Any liveCD will do, including the Gentoo liveDVDs.
Second choice is a stage3 install supported by Sneakernet. This differes only in that things are fetched from the internet using a remote
system or another operating system (or both) and loaded into the growing install manually. Portage still builds everything.
The use of sneakernet is described elsewhere.
Important: Unpicking the LiveDVD as described here is a very poor third choice |
Alright, perhaps its not quite that bad. Before you proceed understand that Gentoo usies a 'rolling release' model. The mirrors update
every 30 mintes. When you install the binaries from the liveDVD you get a Gentoo system from some time in the past. Look at the file
/usr/portage/metadata/timestamp to see when the portage tree and therefore the packages were current.

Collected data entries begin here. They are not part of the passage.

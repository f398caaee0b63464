//! MySQL type rules.

use driftless_model::Dialect;

use super::{RawType, SqlType, TypeFamily, TypeOracle};

/// Capacity of the LONGTEXT and LONGBLOB tiers.
const LONG_CAPACITY: u64 = 4_294_967_295;

/// Type rules for MySQL and MariaDB.
#[derive(Debug, Clone, Copy, Default)]
pub struct MySqlOracle;

impl TypeOracle for MySqlOracle {
    fn dialect(&self) -> Dialect {
        Dialect::MySql
    }

    fn classify(&self, type_name: &str) -> SqlType {
        let raw = RawType::parse(type_name);
        match raw.name.as_str() {
            "TINYINT" | "BOOL" | "BOOLEAN" => SqlType::integer("TINYINT", 1),
            "SMALLINT" => SqlType::integer("SMALLINT", 2),
            "MEDIUMINT" => SqlType::integer("MEDIUMINT", 3),
            "INT" | "INTEGER" => SqlType::integer("INT", 4),
            "BIGINT" | "SERIAL" => SqlType::integer("BIGINT", 8),

            "CHAR" | "VARCHAR" | "NCHAR" | "NVARCHAR" => {
                SqlType::of(TypeFamily::String, raw.name.clone()).with_capacity(raw.length())
            }
            "TINYTEXT" => text_tier(&raw, 255),
            "TEXT" => text_tier(&raw, 65_535),
            "MEDIUMTEXT" => text_tier(&raw, 16_777_215),
            "LONGTEXT" => text_tier(&raw, LONG_CAPACITY),

            "BINARY" | "VARBINARY" => {
                SqlType::of(TypeFamily::Binary, raw.name.clone()).with_capacity(raw.length())
            }
            "TINYBLOB" => blob_tier(&raw, 255),
            "BLOB" => blob_tier(&raw, 65_535),
            "MEDIUMBLOB" => blob_tier(&raw, 16_777_215),
            "LONGBLOB" => blob_tier(&raw, LONG_CAPACITY),

            "DECIMAL" | "NUMERIC" | "DEC" | "FIXED" => {
                let (precision, scale) = raw.precision_scale();
                SqlType::of(TypeFamily::Decimal, "DECIMAL").with_precision(precision, scale)
            }

            "DATE" | "DATETIME" | "TIMESTAMP" | "TIME" | "YEAR" => {
                SqlType::of(TypeFamily::DateTime, raw.with_args())
            }

            "DOUBLE" | "DOUBLE PRECISION" | "REAL" => SqlType::of(TypeFamily::Other, "DOUBLE"),
            _ => SqlType::of(TypeFamily::Other, raw.with_args()),
        }
    }
}

fn text_tier(raw: &RawType, capacity: u64) -> SqlType {
    SqlType::of(TypeFamily::String, raw.name.clone()).with_capacity(Some(capacity))
}

fn blob_tier(raw: &RawType, capacity: u64) -> SqlType {
    SqlType::of(TypeFamily::Binary, raw.name.clone()).with_capacity(Some(capacity))
}
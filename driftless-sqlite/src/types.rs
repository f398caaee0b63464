//! Type conversion utilities for SQLite.

use chrono::SecondsFormat;
use driftless_migrate::SqlParam;
use rusqlite::types::{Value, ValueRef};
use serde_json::Value as JsonValue;

/// Convert a bind parameter to a SQLite value. Timestamps are stored as
/// RFC 3339 text, which sorts chronologically.
pub fn to_sqlite_value(param: &SqlParam) -> Value {
    match param {
        SqlParam::Null => Value::Null,
        SqlParam::Bool(b) => Value::Integer(i64::from(*b)),
        SqlParam::Int(i) => Value::Integer(*i),
        SqlParam::Text(s) => Value::Text(s.clone()),
        SqlParam::Timestamp(t) => Value::Text(t.to_rfc3339_opts(SecondsFormat::Micros, true)),
    }
}

/// Convert a SQLite value to JSON. Blobs that are not UTF-8 become hex.
pub fn from_sqlite_value(value: ValueRef<'_>) -> JsonValue {
    match value {
        ValueRef::Null => JsonValue::Null,
        ValueRef::Integer(i) => JsonValue::Number(i.into()),
        ValueRef::Real(f) => serde_json::Number::from_f64(f)
            .map(JsonValue::Number)
            .unwrap_or(JsonValue::Null),
        ValueRef::Text(bytes) => JsonValue::String(String::from_utf8_lossy(bytes).into_owned()),
        ValueRef::Blob(bytes) => match std::str::from_utf8(bytes) {
            Ok(s) => JsonValue::String(s.to_string()),
            Err(_) => JsonValue::String(hex::encode(bytes)),
        },
    }
}

/// Get a JSON value from a row at the given column index.
pub fn get_value_at_index(row: &rusqlite::Row<'_>, index: usize) -> JsonValue {
    row.get_ref(index)
        .map(from_sqlite_value)
        .unwrap_or(JsonValue::Null)
}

Understand that the further
'time now' is from that date and time, the harder it will be to update your system to todays Gentoo.
Understand too that you don't get to choose your USE flags and compiler options, they were set by the liveDVD team.
If you want to have control over your install, do the normal stage3 Gentoo install.
You can rebuild everything from the sources later. If thats your plan, its faster to do the normal 'handbook' Gentoo Install
The liveDVD provides a Gentoo testing install. Thats the price of giving up your choice and using the binaries provided by the
DVD.
Still reading ... don't say you were never warned. The usual caveat applies, if it breaks, you can keep the pieces.
Overview
The steps are:-
- partition the target drive following the handbook
- quickpkg all of the packages on the liveDVD indo the new installs /usr/portage/packagess
- use tar to unpack enough so that a chroot is vialble
- use emerge @system -eK to install the system set from the binary packages
- use emerge @world -K to install the world set
- Install a kernel ... may not be included on the DVD
- configure grub
- review and edit configuraooin settins
- reboot to test
Space Requirements
- /boot 32Mb
- <swap> 512 Mb
- /usr/portage/packages is just less than 4G
Still nothing is installed. /usr/portage/packages can be deleted when the install is complete.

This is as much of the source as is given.